The car did see more success in former British Colonies, Europe, Scandinavia and Australasia.

==Performance==
The Atlantic was powered by an engine based on the proven Austin A70 OHV engine design, but increased to 2660 cc. The large four-cylinder produced 88 bhp @ 4000rpm and later saw service in the Austin-Healey 100.

A convertible tested by the British magazine The Motor in 1948 had a top speed of 91 mph and could accelerate from 0-60 mph in 16.6 seconds. A fuel consumption of 21.7 mpgimp was recorded. The test car, which had the optional hydraulically powered top and window operation (£40 extra), cost £824, including taxes.

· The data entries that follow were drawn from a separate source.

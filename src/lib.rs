//! A multi-index, sharded full-text search engine built on tantivy.
//!
//! [`Engine`] is the top-level facade composing the index manager (C6),
//! write pipeline (C5) and search executor (C8) behind the abstract
//! `IndexService`/`SearchService` contracts (§6). Individual modules are
//! usable on their own for embedding or testing; most callers only need
//! this facade.

#[macro_use]
extern crate log;

pub mod document;
pub mod error;
pub mod field;
pub mod logging;
pub mod manager;
pub mod pipeline;
pub mod query;
pub mod registry;
pub mod router;
pub mod runtime;
pub mod schema;
pub mod search;
pub mod settings;
pub mod shard;
pub mod versioning;

use std::sync::Arc;

use tantivy::query::Query;
use tantivy::tokenizer::TokenizerManager;

pub use error::{FlexError, FlexResult};

use manager::{IndexDefinitionStore, IndexManager, IndexState, InMemoryDefinitionStore};
use pipeline::{Command, CommandResult, WriteCommand, WritePipeline};
use query::{ProfileSelector, SearchProfileQuery, SearchProfiles, StrategyRegistry};
use runtime::IndexLookup;
use search::{SearchQuery, SearchResult};
use settings::{AnalyzerResolver, DefaultAnalyzerResolver, IndexDefinition};

/// Bootstrap configuration for an [`Engine`] instance (§4.12).
///
/// There is no persistence backend bundled (§1 scope: the real
/// `IPersistenceStore` is an external collaborator); `definitions` defaults
/// to an in-memory stand-in so a fresh `Engine::new()` works out of the box
/// for embedding and tests.
pub struct EngineConfig {
    pub data_root: std::path::PathBuf,
    pub write_parallelism: usize,
    pub write_queue_capacity: usize,
    pub definitions: Arc<dyn IndexDefinitionStore>,
    pub analyzer_resolver: Arc<dyn AnalyzerResolver>,
    pub profile_selector: Option<Arc<dyn ProfileSelector>>,
}

impl Default for EngineConfig {
    fn default() -> Self {
        Self {
            data_root: std::path::PathBuf::from("./flexsearch-data"),
            write_parallelism: num_cpus::get().max(1),
            write_queue_capacity: 1000,
            definitions: Arc::new(InMemoryDefinitionStore::default()),
            analyzer_resolver: Arc::new(DefaultAnalyzerResolver::new(Vec::new())),
            profile_selector: None,
        }
    }
}

/// The top-level `IndexService`/`SearchService` facade (§6).
pub struct Engine {
    manager: Arc<IndexManager>,
    pipeline: WritePipeline,
    versioning: Arc<versioning::VersioningCache>,
    tokenizers: Arc<TokenizerManager>,
    profiles: parking_lot::RwLock<SearchProfiles>,
    profile_selector: Option<Arc<dyn ProfileSelector>>,
    strategy_registry: StrategyRegistry,
}

impl Engine {
    pub fn new() -> Self {
        Self::with_config(EngineConfig::default())
    }

    pub fn with_config(config: EngineConfig) -> Self {
        let manager = Arc::new(IndexManager::new(config.definitions, config.analyzer_resolver));
        let versioning = versioning::VersioningCache::new();
        let lookup: Arc<dyn IndexLookup> = manager.clone();

        let pipeline = WritePipeline::with_config(
            lookup,
            versioning.clone(),
            config.write_parallelism,
            config.write_queue_capacity,
        );

        Self {
            manager,
            pipeline,
            versioning,
            tokenizers: Arc::new(TokenizerManager::default()),
            profiles: parking_lot::RwLock::new(SearchProfiles::new()),
            profile_selector: config.profile_selector,
            strategy_registry: StrategyRegistry::new(),
        }
    }

    // -- IndexService -----------------------------------------------------

    pub fn add_index(&self, definition: IndexDefinition, online: bool) -> FlexResult<()> {
        self.manager.add(definition, online)
    }

    pub fn update_index(&self, definition: IndexDefinition) -> FlexResult<()> {
        self.manager.update(definition)
    }

    pub fn delete_index(&self, name: &str) -> FlexResult<()> {
        self.versioning.clear_index(name);
        self.manager.delete(name)
    }

    pub fn open_index(&self, name: &str) -> FlexResult<()> {
        self.manager.open(name)
    }

    pub fn close_index(&self, name: &str) -> FlexResult<()> {
        self.manager.close(name)
    }

    pub fn get_index(&self, name: &str) -> FlexResult<Arc<runtime::IndexRuntime>> {
        self.manager.get_online(name)
    }

    pub fn index_exists(&self, name: &str) -> bool {
        self.manager.exists(name)
    }

    pub fn index_status(&self, name: &str) -> Option<IndexState> {
        self.manager.status(name)
    }

    /// `performCommand`: submits a write command and awaits its result.
    pub async fn perform_command(&self, index_name: &str, command: Command) -> CommandResult {
        self.pipeline
            .submit(WriteCommand {
                index_name: index_name.to_string(),
                command,
            })
            .await
    }

    /// `performCommandAsync`: fire-and-forget submission with an explicit
    /// reply channel, for callers that poll or fan results back out
    /// themselves (§6).
    pub fn perform_command_async(
        &self,
        index_name: &str,
        command: Command,
        reply: std::sync::mpsc::SyncSender<CommandResult>,
    ) {
        self.pipeline.submit_async(
            WriteCommand {
                index_name: index_name.to_string(),
                command,
            },
            reply,
        );
    }

    /// Registers or replaces a named search profile (§4.7).
    pub fn put_search_profile(&self, name: impl Into<String>, filter: query::SearchFilter) {
        self.profiles.write().insert(name.into(), filter);
    }

    // -- SearchService ------------------------------------------------------

    /// `search`: compiles `filter` against `index` and executes it (§4.7, §4.8).
    pub async fn search(
        &self,
        index: &str,
        filter: &query::SearchFilter,
        request: SearchQuery,
    ) -> FlexResult<SearchResult> {
        let runtime = self.manager.get_online(index)?;
        let compiled: Arc<dyn Query> = query::compile(
            &runtime,
            filter,
            true,
            &self.strategy_registry,
            &self.tokenizers,
            None,
        )?
        .into();

        search::search(runtime, compiled, request, self.tokenizers.clone())
            .await
    }

    /// `searchProfile`: resolves a named/selected profile and executes it
    /// (§4.7, §4.8).
    pub async fn search_profile(
        &self,
        index: &str,
        profile_query: SearchProfileQuery,
        request: SearchQuery,
    ) -> FlexResult<SearchResult> {
        let runtime = self.manager.get_online(index)?;
        let profiles = self.profiles.read();
        let compiled: Arc<dyn Query> = query::compile_profile(
            &runtime,
            &profiles,
            &profile_query,
            self.profile_selector.as_deref(),
            &self.strategy_registry,
            &self.tokenizers,
        )?
        .into();
        drop(profiles);

        search::search(runtime, compiled, request, self.tokenizers.clone())
            .await
    }
}

impl Default for Engine {
    fn default() -> Self {
        Self::new()
    }
}
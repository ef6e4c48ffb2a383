//! Document router (C4).
//!
//! A deterministic `id -> shard` mapping. The policy depends only on `id`
//! and the shard count `N`; no tie-breaking is needed.

/// `shard_of(id, N) = (sum of codepoints in id) mod N`.
pub fn shard_of(id: &str, shard_count: usize) -> usize {
    assert!(shard_count > 0, "shard count must be >= 1");
    let sum: u64 = id.chars().map(|c| c as u64).sum();
    (sum % shard_count as u64) as usize
}

#[cfg(test)]
mod tests {
    use super::*;

    #[test]
    fn routes_abc_to_shard_two_of_four() {
        // 'a'=97, 'b'=98, 'c'=99 -> 294 mod 4 = 2
        assert_eq!(shard_of("abc", 4), 2);
    }

    #[test]
    fn empty_id_routes_to_shard_zero() {
        assert_eq!(shard_of("", 4), 0);
    }

    #[test]
    fn same_id_always_routes_to_same_shard() {
        for n in 1..8 {
            let a = shard_of("document-42", n);
            let b = shard_of("document-42", n);
            assert_eq!(a, b);
        }
    }
}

The handling was average, but adequate for the era, with coil independent suspension at the front and leaf springs at the rear, employing lever arm shock absorbers or 'dampers' which, when worn, resulted in a characteristic 'wave motion' over undulating surfaces. The underpinnings were somewhat less exotic than the all-enveloping bodywork: the chassis and running gear were based on that of the well-proven 1949 Austin A70 Hampshire saloon (not to be confused with the smaller entry level A40 Devon). Brakes were initially a mix of hydraulic (front) and mechanical (rear) with 11 in drums, replaced by a fully hydraulic brake setup from 1951 onwards on the hardtop coupe (saloon) with large diameter finned drums and vented wheels. This made for efficient anti-fade braking for the time, necessary to bring the 26 long cwt vehicle to rest.

==Longevity==
The lack of factory rust proofing and styling that produced a multitude of mud traps led to rapid corrosion commonplace among many rushed post-war British designs. As a consequence of this and many Atlantics being broken up to provide spares for the Austin-Healey 100 very few examples survived into the 1970s, let alone the next century.